WS: I think one of the things that inspired me to write Great Apes was the immin­ent extinc­tion of the chim­pan­zee in the wild, which I think will be one of the most philo­soph­ic­ally queasy moments. But I don’t think people have reckoned on it at all.

SW: Any extinc­tion, but par­tic­u­larly chimpanzees.

WS: Par­tic­u­larly the chimp, surely.

SW: It’s the final­ity of it and the notion that, “These are our cous­ins, and we’re the ones who caused their demise.”

I think I should pay more atten­tion to the SEED salon. There’s a few con­ver­sa­tions in there I’ve missed, and from the high­lights, it looks like the full ver­sion of the Will Self / Spen­cer Wells con­ver­sa­tion could be fun if it’s put online. They were talk­ing about what it means to be human.
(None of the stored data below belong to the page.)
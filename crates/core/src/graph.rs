//! Turtle documents as queryable triple sets.

use oxrdf::{Graph, NamedNode, NamedNodeRef, SubjectRef, TermRef, Triple, TripleRef};
use oxttl::TurtleParser;

#[derive(Debug, thiserror::Error, Clone, PartialEq, Eq)]
pub enum GraphError {
    #[error("invalid base IRI {0:?}")]
    InvalidBase(String),
    #[error("failed to parse document: {0}")]
    Syntax(String),
    #[error("invalid IRI {0:?}")]
    InvalidIri(String),
}

/// Parses a Turtle document, resolving relative IRIs against `base_iri`.
pub fn parse_turtle(document: &str, base_iri: &str) -> Result<Graph, GraphError> {
    let base = document_iri(base_iri);
    let parser = TurtleParser::new()
        .with_base_iri(base)
        .map_err(|_| GraphError::InvalidBase(base.to_owned()))?;

    let mut graph = Graph::new();
    for triple in parser.for_slice(document.as_bytes()) {
        let triple = triple.map_err(|error| GraphError::Syntax(error.to_string()))?;
        graph.insert(&triple);
    }
    Ok(graph)
}

/// Writes triples as Turtle statements, one per line.
#[must_use]
pub fn write_turtle<'a>(triples: impl IntoIterator<Item = &'a Triple>) -> String {
    let mut document = String::new();
    for triple in triples {
        document.push_str(&format!("{triple} .\n"));
    }
    document
}

/// The document part of an IRI (everything before the fragment).
#[must_use]
pub fn document_iri(iri: &str) -> &str {
    iri.split_once('#').map_or(iri, |(document, _)| document)
}

/// Parses an absolute IRI taken from outside input. Anything that could
/// break out of an IRI term in a written document is rejected.
pub fn parse_iri(iri: &str) -> Result<NamedNode, GraphError> {
    NamedNode::new(iri).map_err(|_| GraphError::InvalidIri(iri.to_owned()))
}

/// Borrows `iri` as a named node for lookups. Lookups only compare, so an
/// invalid IRI simply never matches.
#[must_use]
pub fn named(iri: &str) -> NamedNodeRef<'_> {
    NamedNodeRef::new_unchecked(iri)
}

pub fn contains(graph: &Graph, subject: &str, predicate: &str, object: &str) -> bool {
    graph.contains(TripleRef::new(named(subject), named(predicate), named(object)))
}

/// Objects of `(subject, predicate, ?)`.
pub fn objects<'g>(graph: &'g Graph, subject: SubjectRef<'_>, predicate: &str) -> Vec<TermRef<'g>> {
    graph
        .objects_for_subject_predicate(subject, named(predicate))
        .collect()
}

/// Subjects of `(?, predicate, object)` where `object` is an IRI.
pub fn subjects<'g>(graph: &'g Graph, predicate: &str, object: &str) -> Vec<SubjectRef<'g>> {
    graph
        .subjects_for_predicate_object(named(predicate), named(object))
        .collect()
}

/// IRIs that `subject` points to through `predicate`; literals and blank
/// nodes are skipped.
pub fn object_iris(graph: &Graph, subject: &str, predicate: &str) -> Vec<String> {
    objects(graph, named(subject).into(), predicate)
        .into_iter()
        .filter_map(|term| match term {
            TermRef::NamedNode(node) => Some(node.as_str().to_owned()),
            _ => None,
        })
        .collect()
}

/// Reinterprets an object term as a subject so that paths can be followed.
#[must_use]
pub fn as_subject(term: TermRef<'_>) -> Option<SubjectRef<'_>> {
    match term {
        TermRef::NamedNode(node) => Some(node.into()),
        TermRef::BlankNode(node) => Some(node.into()),
        _ => None,
    }
}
Will Self was being Will Self, which he does very well. He was talk­ing of the interest in see­ing a Chimpanzee-Human hybrid. Spen­cer Wells in con­trast would like to talk to a chim­pan­zee, but not cre­ate a hybrid. It’s inter­est­ing because Self sees human­ity as a con­struc­ted idea. It’s inter­est­ing, because it raises the ques­tion “Is what makes you human a hard­ware or soft­ware issue?” Self also raises the ques­tion of self-cloning. If he could, would it be accept­able to have a brain­less clone to act as a source of body parts. Is a brain­less clone human?

The extinc­tion of the chim­pan­zees is a prob­lem which isn’t in the high­lights video, but it’s a power­ful point. Humans have exterm­in­ated other human cul­tures. The people who built Easter Island are effect­ively extinct, killed by the effects of west­ern con­tact. Homo Sapiens have prob­ably killed their closest rel­at­ives Homo Neander­thalen­sis. Was that gen­o­cide or spe­cicide? We’re also close to push­ing the other great apes off the planet. Yet it may in the future be pos­sible to mate with Chim­pan­zees. Suc­cess would require genetic engin­eer­ing to cope with the dif­fer­ent num­ber of chro­mo­somes, and invent­ing a banana-shaped Valentine’s card, but it may be pos­sible. We’re so close that a few bio­lo­gists have sug­ges­ted we are a form of Chim­pan­zee ourselves.

When we elim­in­ate them will we dis­cover that we are still as thought­lessly human as we were at the end of the Middle Palaeo­lithic when the last Neander­thal died? And that’s where we came in.

There’s a con­ver­sa­tion tran­script and video high­lights.

One Comment

  1. Aydin

    I think the nat­ive Easter Islanders had already had their hey­day when the West­ern­ers first landed on the island. The blame in that case lays with the nat­ives them­selves, but it still provides a good les­son for all.